One sad thing was that the MD said that he knew what kind of crap she had been doing and he just kept putting her back in the hospital with a "all you can take" buffet of po, im, ivp pain meds, ect. The last straw with the MD was when he entered her room without knocking, just to check up on her and caught her in the sharps container to see what she could reach. When she got out of the psych hold, it was right back to what she had been doing, she just added doctor hopping to her list of things to do.

Anne, RNC:banghead:

wow, I didn't know you could crush percocet and push it through a port a cath

:roll

Specializes in Home Health, Geriatrics.

she lost her nursing license due to narcotic abuse and she is being a pain in the orifice? She sounds like someone who is jealous of nurses and wants to make everyone around her miserable because of her own undoing.

I would personally want to tell her a few choice words, but of course being the professionals that we are, we cannot do that.

Again, I believe she is being a pain just because of the fact SHE CAN.. She probably would be this way to any nurse, not just you, but I know it must be a pain to put up with such a patient. Makes a nurse want to cuss! :banghead:

i work inpt hospice, so my pts never get discharged.

so what i'm asking, is when do these type pts eventually get discharged?

what if they're still displaying their symptoms, even in spite of all negative tests?

and i agree about treating her as a psych pt...

limit setting, limit setting, limit setting.

leslie

Specializes in ICU/Critical Care.

I love the ones who juat want some ativan. I had a girl fake a seizure. Of course it happened in front of three other nurses, so as I am walking half way down the hall to get to a phone, one nurse steps out and says that she is fully awake and asking for ativan and pain medicine. So I go back to her room sure enough, she's awake as if nothing ever happened. Her mom is in the room by the way. So again I leave and call the doc who says "she's faking her seizures, i've known this patient for such and such time. Her EEGs are all normal and she's NOT getting ativan". Ok fine.

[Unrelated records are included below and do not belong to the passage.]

use async_trait::async_trait;
use chrono::{DateTime, Utc};
use futures_util::TryStreamExt;
use mongodb::bson::{self, doc, oid::ObjectId};
use mongodb::error::{Error as MongoError, ErrorKind, WriteFailure};
use mongodb::options::{IndexOptions, ReturnDocument};
use mongodb::{Client, Collection, Database, IndexModel};
use serde::{Deserialize, Serialize};

use super::{LinkStore, StoreError};
use crate::db::mongodb::get_database;
use crate::models::link::LinkRecord;

const COLLECTION: &str = "urls";
const DUPLICATE_KEY: i32 = 11000;

/// On-disk shape of a link. Field names are camelCase so documents written by
/// earlier deployments of the service remain readable.
#[derive(Serialize, Deserialize, Debug, Clone)]
#[serde(rename_all = "camelCase")]
struct LinkDocument {
    #[serde(rename = "_id", skip_serializing_if = "Option::is_none")]
    id: Option<ObjectId>,
    original_url: String,
    short_code: String,
    created_at: bson::DateTime,
    #[serde(default)]
    clicks: i64,
}

impl From<&LinkRecord> for LinkDocument {
    fn from(record: &LinkRecord) -> Self {
        Self {
            id: None,
            original_url: record.original_url.clone(),
            short_code: record.short_code.clone(),
            created_at: bson::DateTime::from_millis(record.created_at.timestamp_millis()),
            clicks: record.clicks,
        }
    }
}

impl From<LinkDocument> for LinkRecord {
    fn from(doc: LinkDocument) -> Self {
        let created_at = DateTime::<Utc>::from_timestamp_millis(doc.created_at.timestamp_millis())
            .unwrap_or_default();
        Self {
            original_url: doc.original_url,
            short_code: doc.short_code,
            created_at,
            clicks: doc.clicks,
        }
    }
}

impl From<MongoError> for StoreError {
    fn from(err: MongoError) -> Self {
        StoreError::Unavailable(err.to_string())
    }
}

fn is_duplicate_key(err: &MongoError) -> bool {
    matches!(
        err.kind.as_ref(),
        ErrorKind::Write(WriteFailure::WriteError(write_error)) if write_error.code == DUPLICATE_KEY
    )
}

/// [`LinkStore`] over a MongoDB collection with a unique index on `shortCode`.
#[derive(Clone, Debug)]
pub struct MongoLinkStore {
    client: Client,
    db: Database,
    links: Collection<LinkDocument>,
}

impl MongoLinkStore {
    /// Connect, verify the server is reachable and ensure the unique index exists.
    pub async fn connect(uri: &str, db_name: &str) -> Result<Self, StoreError> {
        let (client, db) = get_database(uri, db_name).await?;
        let store = Self {
            client,
            links: db.collection::<LinkDocument>(COLLECTION),
            db,
        };
        store.ensure_indexes().await?;
        Ok(store)
    }

    async fn ensure_indexes(&self) -> Result<(), StoreError> {
        let unique_code = IndexModel::builder()
            .keys(doc! { "shortCode": 1 })
            .options(IndexOptions::builder().unique(true).build())
            .build();
        let by_age = IndexModel::builder()
            .keys(doc! { "createdAt": -1 })
            .build();

        self.links.create_index(unique_code).await?;
        self.links.create_index(by_age).await?;
        Ok(())
    }

    /// Close pooled connections. Call once the HTTP server has stopped.
    pub async fn shutdown(self) {
        self.client.shutdown().await;
        log::info!("MongoDB connection closed");
    }
}

#[async_trait]
impl LinkStore for MongoLinkStore {
    async fn insert(&self, record: &LinkRecord) -> Result<(), StoreError> {
        match self.links.insert_one(LinkDocument::from(record)).await {
            Ok(_) => Ok(()),
            Err(e) if is_duplicate_key(&e) => Err(StoreError::Duplicate(record.short_code.clone())),
            Err(e) => Err(e.into()),
        }
    }

    async fn find(&self, short_code: &str) -> Result<Option<LinkRecord>, StoreError> {
        let found = self
            .links
            .find_one(doc! { "shortCode": short_code })
            .await?;
        Ok(found.map(LinkRecord::from))
    }

    async fn exists(&self, short_code: &str) -> Result<bool, StoreError> {
        let count = self
            .links
            .count_documents(doc! { "shortCode": short_code })
            .limit(1)
            .await?;
        Ok(count > 0)
    }

    async fn increment_clicks(&self, short_code: &str) -> Result<Option<LinkRecord>, StoreError> {
        let updated = self
            .links
            .find_one_and_update(
                doc! { "shortCode": short_code },
                doc! { "$inc": { "clicks": 1 } },
            )
            .return_document(ReturnDocument::After)
            .await?;
        Ok(updated.map(LinkRecord::from))
    }

    async fn recent(&self, limit: usize) -> Result<Vec<LinkRecord>, StoreError> {
        let limit = i64::try_from(limit).unwrap_or(i64::MAX);
        let docs: Vec<LinkDocument> = self
            .links
            .find(doc! {})
            .sort(doc! { "createdAt": -1, "_id": -1 })
            .limit(limit)
            .await?
            .try_collect()
            .await?;
        Ok(docs.into_iter().map(LinkRecord::from).collect())
    }

    async fn ping(&self) -> Result<(), StoreError> {
        self.db.run_command(doc! { "ping": 1 }).await?;
        Ok(())
    }
}

#[cfg(test)]
mod tests {
    use super::*;

    #[test]
    fn document_round_trips_record_fields() {
        let record = LinkRecord::new("https://example.com".into(), "abcd".into());
        let back = LinkRecord::from(LinkDocument::from(&record));
        assert_eq!(back, record);
    }

    #[test]
    fn document_uses_camel_case_keys() {
        let record = LinkRecord::new("https://example.com".into(), "abcd".into());
        let doc = bson::to_document(&LinkDocument::from(&record)).unwrap();
        assert!(doc.contains_key("originalUrl"));
        assert!(doc.contains_key("shortCode"));
        assert!(doc.get_datetime("createdAt").is_ok());
        assert_eq!(doc.get_i64("clicks").unwrap(), 0);
        assert!(!doc.contains_key("_id"));
    }

    #[test]
    fn reads_documents_without_clicks() {
        let raw = doc! {
            "_id": ObjectId::new(),
            "originalUrl": "https://example.com",
            "shortCode": "abcd",
            "createdAt": bson::DateTime::now(),
            "__v": 0,
        };
        let parsed: LinkDocument = bson::from_document(raw).unwrap();
        assert_eq!(parsed.clicks, 0);
        assert_eq!(parsed.short_code, "abcd");
    }
}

I go back down to the patient's room and tell her everything her doctor told me including the faking her seizures bit. She never bothered me again all night. I felt bad cuz I knew it really wasn't my place to say that but I wasn't messing around with this girl. When she arrived to the unit, she said she couldn't breath. She was faking stridor. We did ABGs and they were all perfectly normal.

Patients that come in and fake their symptoms just waste a bunch of money and get on my nerves.

Specializes in Med/Surg, Home Health.

Well, they eventually get d/c'ed when they can no longer do anymore tests and insurance wont pay for their stay any longer but usually they get transferred to a bigger hospital for more sophisticated testing. They end up right back in our hospital once they are d/c'ed from the other facility. Its a vicious cycle and I get so tired of it. This patient went to take a shower after her "seizure" and unhooked her tubing and draped it over her shoulder! I told her "oh no" and unhooked it from the huber needle and fixed it right. Then when she came back to her room, she hooked it all back together with NO alcohol cleansing. The next time I caught her trying to hook up her tubing I told her how germy that is and it needs to be cleaned with alcohol first, she said "I know". Well, then why are you trying to contaminate yourself!?!?

When patients are known to be faking seizures do you call a psych consult?! I've never had this happen as of yet so just wondering.

I would try and make sure that all the nurses have to take a turn with her as patients like this are exhausting.